Fortunately, technology has risen to meet the mounting needs of modern business, providing self-service analytics tools that can improve the productivity of business analysts, at the same time empowering other users in specific groups within the organization with analytic capabilities they would not otherwise have. This gives business decision-makers an edge by enabling them to analyze data problems more deeply and effectively themselves, whether they are trained programmers or not. As a result, decision-makers gain deeper insights quickly—insights that translate into faster and better decisions that create competitive advantage.
Adoption Barriers
Like all new technologies and tools, self-service analytics faces some barriers to adoption by organizations. Among these is a centralized model of data analysis within many organizations that restricts access to corporate data by other decision-makers. This is not surprising, being that much of this data is of a sensitive nature. And as data volumes increase within an organization, millions and even billions of dollars are potentially put at risk. Clearly going forward, businesses will need to find ways to allow the broader sharing of data for self-service analytics, while at the same time ensuring that data remains secure. The reality is that the self-service analytics model of more open data consumption benefits organizations by enabling other key players to manipulate, analyze, and gain actionable insights from their data without having to rely on external experts. After all, who better to ask the right questions of their data—the questions that can lead to real business-changing insights—than those who have the business acumen in their specific business domain that IT specialists just don’t have?
Self-service analytics is about helping businesses leverage all of their big data assets across the entire organization. In order to accomplish that purpose, what self-service analytics isn’t about—according to Gartner—is pairing commercial Hadoop-as-a-Service platforms with the same old customary BI tools. In fact, statistics show that revenue growth for traditional BI tools is flatlining, while growth for data visualization and business discovery tools is enjoying double-digit status.
Data Power Users
A number of the newer self-service analytics tools enable more skilled data analysts or “power users” to explore, merge, and visualize disparate multi-source data to generate new, valuable business insights. In turn, BI tools such as Tableau allow less tech-savvy or “casual users” within an organization to analyze and visualize data for insights, and to share those insights with other decision-makers quickly and easily.
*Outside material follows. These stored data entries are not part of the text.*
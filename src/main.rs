use cms_portal::{
    AppState,
    config::{AppConfig, Env},
    create_router,
    policy::PolicyTable,
    repository::{PostgresRepository, RepositoryState},
    session::{PgSessionService, SessionState},
};
use sqlx::postgres::PgPoolOptions;
use std::sync::Arc;
use tokio::net::TcpListener;
use tracing_subscriber::{layer::SubscriberExt, util::SubscriberInitExt};

/// main
///
/// The asynchronous entry point for the application, responsible for initializing
/// all core components: Configuration, Logging, Database, Session resolution,
/// the route policy, and the HTTP server.
#[tokio::main]
async fn main() {
    // 1. Configuration & Environment Loading (Fail-Fast)
    // Loads .env file settings before configuration can be read.
    dotenv::dotenv().ok();
    // AppConfig::load() implements the fail-fast principle for missing Production secrets.
    let config = AppConfig::load();

    // 2. Logging Filter Setup
    // Prioritizes the RUST_LOG environment variable, falling back to sensible
    // defaults for local development.
    let env_filter = tracing_subscriber::EnvFilter::try_from_default_env()
        .unwrap_or_else(|_| "cms_portal=debug,tower_http=info,axum=trace".into());

    // 3. Initialize Logging based on Environment
    // The structured logging format is dynamically selected based on APP_ENV.
    match config.env {
        Env::Local => {
            // LOCAL: Pretty print output for human readability during local debugging.
            tracing_subscriber::registry()
                .with(env_filter)
                .with(tracing_subscriber::fmt::layer().pretty())
                .init();
        }
        Env::Production => {
            // PROD: JSON format output for ingestion by centralized log aggregators.
            tracing_subscriber::registry()
                .with(env_filter)
                .with(tracing_subscriber::fmt::layer().json())
                .init();
        }
    }

    tracing::info!("Application starting in {:?} mode", config.env);

    // 4. Database Initialization (Postgres)
    // The pool is shared by the repository and, through it, session resolution.
    let pool = PgPoolOptions::new()
        .max_connections(5)
        .connect(&config.db_url)
        .await
        .expect("FATAL: Failed to connect to Postgres. Check DATABASE_URL.");

    // Instantiate the Repository, wrapping it in an Arc for thread-safe sharing.
    let repo = Arc::new(PostgresRepository::new(pool)) as RepositoryState;

    // 5. Session Resolution
    // Resolves the provider-issued session cookie to an Identity on every request.
    let sessions =
        Arc::new(PgSessionService::new(repo.clone(), config.clone())) as SessionState;

    // 6. Route Policy
    // The CMS policy table: loaded once, immutable for the process lifetime.
    let policy = Arc::new(PolicyTable::default());

    // 7. Unified State Assembly
    let app_state = AppState {
        repo,
        sessions,
        policy,
        config,
    };

    // 8. Router and Server Startup
    let app = create_router(app_state);

    let listener = TcpListener::bind("0.0.0.0:3000")
        .await
        .expect("FATAL: Failed to bind 0.0.0.0:3000");

    tracing::info!("HTTP server bound successfully.");
    tracing::info!("Listening on 0.0.0.0:3000");
    tracing::info!("API Documentation (Swagger UI) available at: http://localhost:3000/swagger-ui");

    // The long-running Axum server process.
    axum::serve(listener, app)
        .await
        .expect("FATAL: HTTP server terminated unexpectedly");
}
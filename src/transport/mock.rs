use std::collections::VecDeque;
use std::sync::{Arc, Mutex};

use super::{Result, Transport, TransportError};

#[derive(Debug, Default)]
struct MockState {
    sent: Vec<Vec<u8>>,
    reads: VecDeque<Vec<u8>>,
    fail_sends: bool,
    fail_reads: bool,
}

/// In-memory transport for tests and bench rigs.
///
/// Records every sent frame and replays queued telemetry blocks. Clones
/// share state, so a test can keep a handle while a controller owns the
/// other.
#[derive(Debug, Clone, Default)]
pub struct MockTransport {
    state: Arc<Mutex<MockState>>,
}

impl MockTransport {
    pub fn new() -> Self {
        Self::default()
    }

    /// Queue a telemetry block for the next `read_block` call.
    pub fn queue_read(&self, block: impl Into<Vec<u8>>) {
        self.state.lock().unwrap().reads.push_back(block.into());
    }

    /// Make every subsequent send fail with a bus error.
    pub fn fail_sends(&self) {
        self.state.lock().unwrap().fail_sends = true;
    }

    /// Make every subsequent read fail with a bus error.
    pub fn fail_reads(&self) {
        self.state.lock().unwrap().fail_reads = true;
    }

    /// All frames sent so far, oldest first.
    pub fn sent_frames(&self) -> Vec<Vec<u8>> {
        self.state.lock().unwrap().sent.clone()
    }

    /// Sent frames as ASCII strings, for wire-level assertions.
    pub fn sent_ascii(&self) -> Vec<String> {
        self.sent_frames()
            .iter()
            .map(|f| String::from_utf8_lossy(f).into_owned())
            .collect()
    }
}

impl Transport for MockTransport {
    fn send_frame(&mut self, frame: &[u8]) -> Result<()> {
        let mut state = self.state.lock().unwrap();
        if state.fail_sends {
            return Err(TransportError::Bus {
                device: "mock".into(),
                reason: "sends disabled".into(),
            });
        }
        state.sent.push(frame.to_vec());
        Ok(())
    }

    fn read_block(&mut self, len: usize) -> Result<Vec<u8>> {
        let mut state = self.state.lock().unwrap();
        if state.fail_reads {
            return Err(TransportError::Bus {
                device: "mock".into(),
                reason: "reads disabled".into(),
            });
        }
        match state.reads.pop_front() {
            Some(mut block) => {
                // Firmware pads replies to the fixed block width with NULs.
                block.resize(len, 0);
                Ok(block)
            }
            None => Err(TransportError::Bus {
                device: "mock".into(),
                reason: "no queued read".into(),
            }),
        }
    }
}
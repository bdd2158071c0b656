// Keyboard teleop: WASD move, Z/X rotate, R/F speed, Space stop, Q quit
//
// Drives the same motion state machine as the gamepad binary, so speed
// changes re-issue the current direction exactly as they do on the pad.
//
// Usage: cargo run --example keyboard_teleop -- [wheels port]

use std::time::Duration;

use crossterm::{
    event::{self, Event, KeyCode, KeyEvent, KeyEventKind},
    terminal::{disable_raw_mode, enable_raw_mode},
};
use tracing::info;

use scrubbot_runtime::base::{EncoderReader, MotionDirection, WheelController};
use scrubbot_runtime::teleop::{Action, Teleop};
use scrubbot_runtime::tools::ToolController;
use scrubbot_runtime::transport::{MockTransport, SerialTransport};

fn main() -> Result<(), Box<dyn std::error::Error>> {
    tracing_subscriber::fmt().with_env_filter("info").init();

    let port = std::env::args()
        .nth(1)
        .unwrap_or_else(|| "/dev/ttyACM1".to_string());

    let wheels = WheelController::new(SerialTransport::open(&port)?);

    // Bench setup: no tool or encoder boards attached. Dead-end transports
    // route those actions to the logged failure paths.
    let absent = MockTransport::new();
    absent.fail_sends();
    absent.fail_reads();
    let mut teleop = Teleop::new(
        wheels,
        ToolController::new(absent.clone()),
        EncoderReader::new(absent),
    );

    info!("Controls: WASD=move, Z/X=rotate, R/F=speed, Space=stop, Q=quit");

    enable_raw_mode()?;
    let result = run(&mut teleop);
    disable_raw_mode()?;
    result
}

fn run(
    teleop: &mut Teleop<SerialTransport, MockTransport, MockTransport>,
) -> Result<(), Box<dyn std::error::Error>> {
    loop {
        if !event::poll(Duration::from_millis(20))? {
            continue;
        }
        let Event::Key(KeyEvent { code, kind, .. }) = event::read()? else {
            continue;
        };
        if kind != KeyEventKind::Press && kind != KeyEventKind::Repeat {
            continue;
        }

        let action = match code {
            KeyCode::Char('w') => Some(Action::Drive(MotionDirection::Forward)),
            KeyCode::Char('s') => Some(Action::Drive(MotionDirection::Backward)),
            KeyCode::Char('a') => Some(Action::Drive(MotionDirection::Left)),
            KeyCode::Char('d') => Some(Action::Drive(MotionDirection::Right)),
            KeyCode::Char('z') => Some(Action::Drive(MotionDirection::AntiClockwise)),
            KeyCode::Char('x') => Some(Action::Drive(MotionDirection::Clockwise)),
            KeyCode::Char('r') => Some(Action::SpeedUp),
            KeyCode::Char('f') => Some(Action::SlowDown),
            KeyCode::Char(' ') => Some(Action::Stop),
            KeyCode::Char('q') | KeyCode::Esc => {
                teleop.apply(Action::Stop);
                return Ok(());
            }
            _ => None,
        };

        if let Some(action) = action {
            teleop.apply(action);
        }
    }
}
The supportive partner of these new and better BI tools is cloud-based Hadoop-as-a-Service. After all, the analysis and visualization of big data necessitate the ability to capture, manage and store vast lakes of data, all of which Hadoop does very efficiently and affordably.
Qubole’s big-data-as-a-service offers standard mechanisms to connect to the majority of BI and visualization tools in the market, including Looker, and Tableau. Qubole works to continuously grow its ecosystem of BI/Visualization partners because we believe the success of big data projects lies in answering business questions using the right processing tool combined with the right business intelligence/visualization tool.
As data lakes grow wider and deeper and the data scientist shortage continues, more organizations will turn to self-service analytics technology and BI tools as viable solutions to meet their big data needs.